Lenin-Statue vor dem Parlamentsgebäude in Tiraspol: Die Regierung in Transnistrien ist Moskau-hörig. Foto: dpa/Hannah Wagner

Die von Moldau abtrünnige Provinz Transnistrien bittet um „Schutz“ durch Russland. Auch Politiker in Deutschland sind besorgt. Wie groß ist die Gefahr einer Eskalation?

In der Ukraine hat Russland derzeit militärisch die Oberhand. Nun wächst die Sorge, dass in der Republik Moldau der nächste Brandherd entstehen könnte. Denn die Regierung des pro-russischen Separatistenregimes in Transnistrien hat in dieser Woche um „Schutz“ aus Russland gebeten. Worum geht es in diesem Konflikt?

Wie ist die völkerrechtliche Lage?

Transnistrien ist ein schmaler Landstreifen auf dem Staatsgebiet von Moldau, in dem rund 375 000 Menschen leben. Die Regierung in der Hauptstadt Tiraspol bezeichnet sich als unabhängig, wird aber von keinem Staat der Vereinten Nationen anerkannt. Auch nicht von Russland. Im Osten grenzt Transnistrien direkt an die Ukraine. Moldau, die Region Transnistrien und die Ukraine gehörten bis 1990 gemeinsam zur Sowjetunion.

Bis 1992 kämpfte Transnistrien dann einen Bürgerkrieg gegen den neu gegründeten Staat Moldau für die Eigenständigkeit. Seit 1992 sind bis zu 2000 russische Soldaten in der Region stationiert. Neben der Militärpräsenz spielt Russland auch wirtschaftlich eine wichtige Rolle in Transnistrien. So liefern russische Staatsbetriebe kostenlos Gas in die Region, das dort in einem Kraftwerk verstromt und an die Republik Moldau geliefert wird.

Warum besteht nun Sorge um die Lage in Transnistrien?

In dieser Woche wandten sich prorussische Machthaber in Transnistrien an Russland und baten um „Schutz“. Laut einer Mitteilung begründeten sie dies mit „zunehmendem Druck durch Moldau“ und verwiesen auch auf die russischen Staatsbürger, die in dem Gebiet leben. Was genau die Regierung von Russland erwartet, war zunächst nicht klar. Dieses Vorgehen erinnert viele an die Ereignisse vor Beginn des russischen Überfalls auf die Ukraine.

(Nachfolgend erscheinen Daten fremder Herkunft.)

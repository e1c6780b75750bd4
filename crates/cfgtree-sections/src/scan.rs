//! Reading cfg files: `%import%` inlining and heading detection

use crate::record::{COMMON_SECTION, SectionRecord};
use crate::{Error, Result};
use cfgtree_fs::{NormalizedPath, io};
use regex::Regex;
use std::sync::LazyLock;

/// A heading line: two or more `#` followed by the section name.
static HEADING_REGEX: LazyLock<Regex> =
    LazyLock::new(|| Regex::new(r"^(#{2,})(.*)$").expect("Invalid heading regex"));

/// `%import% <relative path>`
static IMPORT_REGEX: LazyLock<Regex> =
    LazyLock::new(|| Regex::new(r"^%import%\s+(\S.*)$").expect("Invalid import regex"));

/// Lines of a cfg file with all imports inlined.
#[derive(Debug, Clone, PartialEq, Eq)]
pub struct Source {
    pub lines: Vec<String>,
    /// Every file imported directly or transitively, in first-seen order.
    pub imports: Vec<NormalizedPath>,
}

/// Flat section table of a file.
#[derive(Debug, Clone, PartialEq, Eq)]
pub struct Scanned {
    pub sections: Vec<SectionRecord>,
    /// 1 when a synthetic heading was inserted before the first line.
    pub line_offset: usize,
}

pub(crate) fn file_not_found(path: &NormalizedPath) -> Error {
    Error::FileNotFound {
        path: std::path::absolute(path.to_native()).unwrap_or_else(|_| path.to_native()),
    }
}

/// Read a cfg file, recursively replacing `%import%` lines by the lines of
/// the imported file. Import paths are relative to the importing file.
///
/// Importing a file that is already being read further up the chain is a
/// [`Error::CircularImport`]; importing the same file from two branches is
/// allowed.
pub fn read_source(path: &NormalizedPath) -> Result<Source> {
    if !path.is_file() {
        return Err(file_not_found(path));
    }
    let mut chain = Vec::new();
    let mut imports = Vec::new();
    let lines = read_recursive(path, &mut chain, &mut imports, 0)?;
    Ok(Source { lines, imports })
}

fn read_recursive(
    path: &NormalizedPath,
    chain: &mut Vec<NormalizedPath>,
    imports: &mut Vec<NormalizedPath>,
    depth: usize,
) -> Result<Vec<String>> {
    tracing::info!(depth, "Reading parameters from {path}");
    chain.push(path.canonical());

    let dir = path.parent().unwrap_or_else(|| NormalizedPath::new(""));
    let mut lines = Vec::new();
    for line in io::read_lines(path)? {
        let Some(caps) = IMPORT_REGEX.captures(&line) else {
            lines.push(line);
            continue;
        };

        let imported = dir.join(caps[1].trim());
        if !imported.is_file() {
            return Err(file_not_found(&imported));
        }
        if chain.contains(&imported.canonical()) {
            return Err(Error::CircularImport {
                file: path.to_native(),
                import: imported.to_native(),
            });
        }
        if !imports.contains(&imported) {
            imports.push(imported.clone());
        }
        lines.extend(read_recursive(&imported, chain, imports, depth + 1)?);
    }

    chain.pop();
    Ok(lines)
}

/// Collect the headings of `lines`.
///
/// When the first line is not a heading a bare `##` is inserted, so text
/// before the first heading belongs to a common section. Each section ends
/// where the next one starts.
pub fn scan_sections(lines: &mut Vec<String>) -> Scanned {
    let mut line_offset = 0;
    if !lines.first().is_some_and(|line| HEADING_REGEX.is_match(line)) {
        lines.insert(0, "##".to_string());
        line_offset = 1;
    }

    let mut sections: Vec<SectionRecord> = lines
        .iter()
        .enumerate()
        .filter_map(|(line_id, line)| {
            let caps = HEADING_REGEX.captures(line)?;
            let level = caps[1].len() - 1;
            let name = match caps[2].trim() {
                "" => COMMON_SECTION,
                name => name,
            };
            Some(SectionRecord::new(name, line_id, line_id, level))
        })
        .collect();

    let ends: Vec<usize> = sections
        .iter()
        .skip(1)
        .map(|next| next.start_line)
        .chain([lines.len()])
        .collect();
    for (section, end) in sections.iter_mut().zip(ends) {
        section.end_line = end;
    }

    Scanned {
        sections,
        line_offset,
    }
}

Außenministerin Annalena Baerbock (Grüne) schrieb in dieser Woche auf der Plattform X: „Seit Jahren instrumentalisiert Russland Minderheiten in der Ukraine. In Moldau setzt Putin mit den Separatisten in Transnistrien auf das gleiche durchsichtige Drehbuch.“ Sie bekräftigte: „Moldau steht nicht allein, es hat starke Freunde.“ Kein Land sei Russlands Hinterhof und dürfe destabilisiert werden.

Wie wahrscheinlich ist ein militärisches Eingreifen Russlands zugunsten der Separatisten?

Ein Sprecher des Bundesverteidigungsministeriums sagte am Freitag auf Nachfrage: „Wir beobachten die generelle Lageentwicklung in der Ukraine und in der Peripherie genau.“ Die Analysen teile man allerdings nicht öffentlich. Über einen möglichen militärischen Einsatz wolle er nicht spekulieren.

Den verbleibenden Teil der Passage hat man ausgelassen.